CHICAGO — Rod Blagojevich’s attorneys admitted Tuesday for the first time that the former Illinois governor is guilty of corruption, saying at his sentencing hearing that he accepts the verdicts against him but the prison term requested by prosecutors is too harsh.

Those comments are in stark contrast to Blagojevich’s public statements, in which he adamantly maintained his innocence through two trials since his arrest three years ago.

Attorney Sheldon Sorosky told Judge James Zagel that it was illegal for Blagojevich to ask for a job for himself in exchange for his naming of a replacement for President Obama in the U.S. Senate.

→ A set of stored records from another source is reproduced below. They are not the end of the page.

use anyhow::{Context, Result};
use clap::Parser;
use colored::*;
use signalroom::server::{Config, LifecycleSink, SessionJournal, SignalServer, TracingSink};
use std::net::IpAddr;
use std::sync::Arc;
use std::time::Duration;
use tracing::{info, warn};
use tracing_subscriber::EnvFilter;

const DEFAULT_LOG_FILTER: &str = "signalroom=info,signalroom_server=info";

/// WebRTC signaling relay for sender/viewer rooms.
///
/// Every flag falls back to its environment variable, then to the built-in
/// default.
#[derive(Parser)]
#[command(name = "signalroom", version)]
struct Cli {
    /// Port to listen on [env: PORT]
    #[arg(short, long)]
    port: Option<u16>,

    /// Address to bind [env: BIND_HOST]
    #[arg(long)]
    host: Option<IpAddr>,

    /// Milliseconds between liveness pings [env: HEARTBEAT_INTERVAL_MS]
    #[arg(long, value_parser = clap::value_parser!(u64).range(1..))]
    heartbeat_interval_ms: Option<u64>,

    /// Keep an in-memory session journal and log its summary on exit
    #[arg(long, overrides_with = "no_journal", default_value_t = true)]
    journal: bool,

    #[arg(long = "no-journal", overrides_with = "journal")]
    no_journal: bool,
}

impl Cli {
    fn apply(&self, config: &mut Config) {
        if let Some(port) = self.port {
            config.port = port;
        }
        if let Some(host) = self.host {
            config.host = host;
        }
        if let Some(ms) = self.heartbeat_interval_ms {
            config.heartbeat_interval = Duration::from_millis(ms);
        }
    }

    fn journal_enabled(&self) -> bool {
        self.journal && !self.no_journal
    }
}

#[tokio::main]
async fn main() -> Result<()> {
    let cli = Cli::parse();

    tracing_subscriber::fmt()
        .with_env_filter(
            EnvFilter::try_from_default_env().unwrap_or_else(|_| EnvFilter::new(DEFAULT_LOG_FILTER)),
        )
        .init();

    let mut config = Config::from_env().context("Invalid configuration")?;
    cli.apply(&mut config);

    let mut sinks: Vec<Arc<dyn LifecycleSink>> = vec![Arc::new(TracingSink)];
    if cli.journal_enabled() {
        sinks.push(Arc::new(SessionJournal::with_max_sessions(
            config.journal_max_sessions,
        )));
    }

    let server = SignalServer::bind(config, sinks)
        .await
        .context("Failed to start server")?;

    println!("{}", "📡 signalroom is up".green().bold());
    println!("   🔌 ws://{}/ws", server.local_addr());
    println!(
        "   💓 heartbeat every {} ms",
        server.config().heartbeat_interval.as_millis()
    );

    server.run_until(shutdown_signal()).await?;

    println!("{}", "👋 signalroom stopped".cyan());
    Ok(())
}

async fn shutdown_signal() {
    let ctrl_c = async {
        if let Err(e) = tokio::signal::ctrl_c().await {
            warn!(error = %e, "failed to listen for ctrl-c");
            std::future::pending::<()>().await;
        }
    };

    #[cfg(unix)]
    let terminate = async {
        match tokio::signal::unix::signal(tokio::signal::unix::SignalKind::terminate()) {
            Ok(mut signal) => {
                signal.recv().await;
            }
            Err(e) => {
                warn!(error = %e, "failed to listen for SIGTERM");
                std::future::pending::<()>().await;
            }
        }
    };

    #[cfg(not(unix))]
    let terminate = std::future::pending::<()>();

    tokio::select! {
        _ = ctrl_c => info!("received SIGINT"),
        _ = terminate => info!("received SIGTERM"),
    }
}
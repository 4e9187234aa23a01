use crate::connection::ConnectionTable;
use crate::room::RoomRegistry;
use serde_json::{Map, Value};
use signalroom_core::{ClientMessage, ConnectionId, Role, RoomId, ServerMessage, SignalKind};
use tracing::{debug, info, warn};

/// What happened to one inbound frame.
#[derive(Debug, Clone, PartialEq, Eq)]
pub enum Dispatch {
    Joined { room_id: RoomId, role: Role },
    /// A second `join` on an already joined connection.
    JoinIgnored,
    Routed { delivered: usize },
    Dropped,
}

/// Applies client messages to room membership and fans signals out.
///
/// Borrows the hub's state for the duration of one command, so every join,
/// route and leave is atomic with respect to the others.
pub struct MessageRouter<'a> {
    rooms: &'a mut RoomRegistry,
    connections: &'a mut ConnectionTable,
}

impl<'a> MessageRouter<'a> {
    pub fn new(rooms: &'a mut RoomRegistry, connections: &'a mut ConnectionTable) -> Self {
        Self { rooms, connections }
    }

    pub fn dispatch(&mut self, from: ConnectionId, message: ClientMessage) -> Dispatch {
        match message {
            ClientMessage::Join { room_id, role } => self.join(from, room_id, role),
            ClientMessage::Signal { kind, to, fields } => Dispatch::Routed {
                delivered: self.route(from, kind, to.as_deref(), &fields),
            },
        }
    }

    pub fn join(&mut self, id: ConnectionId, room_id: RoomId, role: Role) -> Dispatch {
        let Some(conn) = self.connections.get_mut(&id) else {
            return Dispatch::Dropped;
        };
        if !conn.bind(room_id.clone(), role) {
            warn!(
                connection_id = %id,
                room_id = %room_id,
                bound_room = ?conn.room_id().map(RoomId::as_str),
                "ignoring repeated join"
            );
            return Dispatch::JoinIgnored;
        }

        let room = self.rooms.get_or_create(&room_id);
        room.insert(id, role);

        match role {
            Role::Sender => {
                self.connections
                    .deliver_all(room.viewers(), &ServerMessage::SenderAvailable);
                info!(
                    connection_id = %id,
                    room_id = %room_id,
                    viewers = room.viewers().len(),
                    "sender joined"
                );
            }
            Role::Viewer => {
                if room.has_senders() {
                    self.connections.deliver(&id, &ServerMessage::SenderAvailable);
                    self.connections
                        .deliver_all(room.senders(), &ServerMessage::NeedOffer { from: id });
                }
                info!(
                    connection_id = %id,
                    room_id = %room_id,
                    viewers = room.viewers().len(),
                    "viewer joined"
                );
            }
        }

        Dispatch::Joined { room_id, role }
    }

    /// Relays a negotiation message. Returns how many peers it went to.
    pub fn route(
        &self,
        from: ConnectionId,
        kind: SignalKind,
        to: Option<&str>,
        fields: &Map<String, Value>,
    ) -> usize {
        let Some((room_id, role)) = self.connections.get(&from).and_then(|c| c.membership())
        else {
            debug!(connection_id = %from, %kind, "dropping signal from connection outside a room");
            return 0;
        };
        let Some(room) = self.rooms.get(room_id.as_str()) else {
            debug!(connection_id = %from, room_id = %room_id, %kind, "dropping signal for vanished room");
            return 0;
        };

        let message = ServerMessage::relay(fields, from);
        let delivered = match (role, kind, to) {
            (Role::Sender, SignalKind::Offer, Some(target)) => {
                // Ids match only in their canonical spelling.
                match target.parse::<ConnectionId>() {
                    Ok(viewer) if room.viewers().contains(&viewer) && viewer.to_string() == target => {
                        self.connections.deliver_all([&viewer], &message)
                    }
                    _ => {
                        debug!(connection_id = %from, offer_target = target, "offer target not in room");
                        0
                    }
                }
            }
            (Role::Sender, _, _) => self.connections.deliver_all(room.viewers(), &message),
            (Role::Viewer, _, _) => self.connections.deliver_all(room.senders(), &message),
        };

        debug!(
            connection_id = %from,
            room_id = %room_id,
            %role,
            %kind,
            delivered,
            "relayed signal"
        );
        delivered
    }

    /// Removes a departing connection from its room, tells viewers when a
    /// sender leaves, and deletes the room once nobody is left.
    pub fn leave(&mut self, id: ConnectionId, room_id: &RoomId, role: Role) {
        let Some(room) = self.rooms.get_mut(room_id.as_str()) else {
            return;
        };
        room.remove(&id, role);

        match role {
            Role::Sender => {
                self.connections
                    .deliver_all(room.viewers(), &ServerMessage::SenderGone);
                info!(
                    connection_id = %id,
                    room_id = %room_id,
                    viewers = room.viewers().len(),
                    "sender left"
                );
            }
            Role::Viewer => {
                info!(
                    connection_id = %id,
                    room_id = %room_id,
                    viewers = room.viewers().len(),
                    "viewer left"
                );
            }
        }

        if room.is_empty() {
            self.rooms.remove(room_id.as_str());
            info!(room_id = %room_id, "room deleted (empty)");
        }
    }
}
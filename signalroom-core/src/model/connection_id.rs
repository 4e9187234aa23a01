use serde::{Deserialize, Serialize};
use std::fmt;
use std::str::FromStr;
use uuid::Uuid;

/// Server-assigned identity of a single websocket connection.
#[derive(Debug, Serialize, Deserialize, Clone, Copy, Hash, Eq, PartialEq, Ord, PartialOrd)]
#[serde(transparent)]
pub struct ConnectionId(pub Uuid);

impl ConnectionId {
    pub fn new() -> Self {
        Self(Uuid::new_v4())
    }
}

impl Default for ConnectionId {
    fn default() -> Self {
        Self::new()
    }
}

impl FromStr for ConnectionId {
    type Err = uuid::Error;

    fn from_str(s: &str) -> Result<Self, Self::Err> {
        Uuid::parse_str(s).map(Self)
    }
}

impl fmt::Display for ConnectionId {
    fn fmt(&self, f: &mut fmt::Formatter<'_>) -> fmt::Result {
        write!(f, "{}", self.0)
    }
}
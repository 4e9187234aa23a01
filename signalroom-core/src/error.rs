use thiserror::Error;

/// Reasons an inbound frame is dropped. Never sent back to the peer.
#[derive(Error, Debug)]
pub enum ParseError {
    #[error("invalid JSON: {0}")]
    InvalidJson(#[from] serde_json::Error),

    #[error("frame is not a JSON object")]
    NotAnObject,

    #[error("missing \"type\" field")]
    MissingType,

    #[error("unknown message type {0:?}")]
    UnknownType(String),

    #[error("missing required field {0:?}")]
    MissingField(&'static str),

    #[error("field {0:?} has an invalid value")]
    InvalidField(&'static str),
}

“There’s no doubt this is a crime to do this in relation to the Senate seat, we accept that,” Sorosky said. “I am just saying that does not call for a 15- to 20-year jail” term.

Sorosky made the same argument when he discussed the other crimes of which Blagojevich was convicted – shaking down a racetrack executive and a hospital executive, as well as lying to the FBI.

But he said none of Blagojevich’s actions merit the sentence recommended by prosecutors.

Blagojevich  was expected to address Zagel later in the two-day hearing. Legal experts have said he needs to display some remorse.

Zagel, who has said he’ll wait until today to pronounce a sentence, said earlier that Blagoje-vich was clearly the ringleader of the schemes for which he was convicted, and lied about his actions on the witness stand.

Zagel made it clear that he did not believe defense attorneys’ suggestion that Blagojevich was duped by aides and advisers.

“There is no question from his tone of voice that he was demanding,” Zagel said of Blagojevich’s comments on phone conversations secretly recorded by the FBI. “His role as leader is clearly shown by his actions.”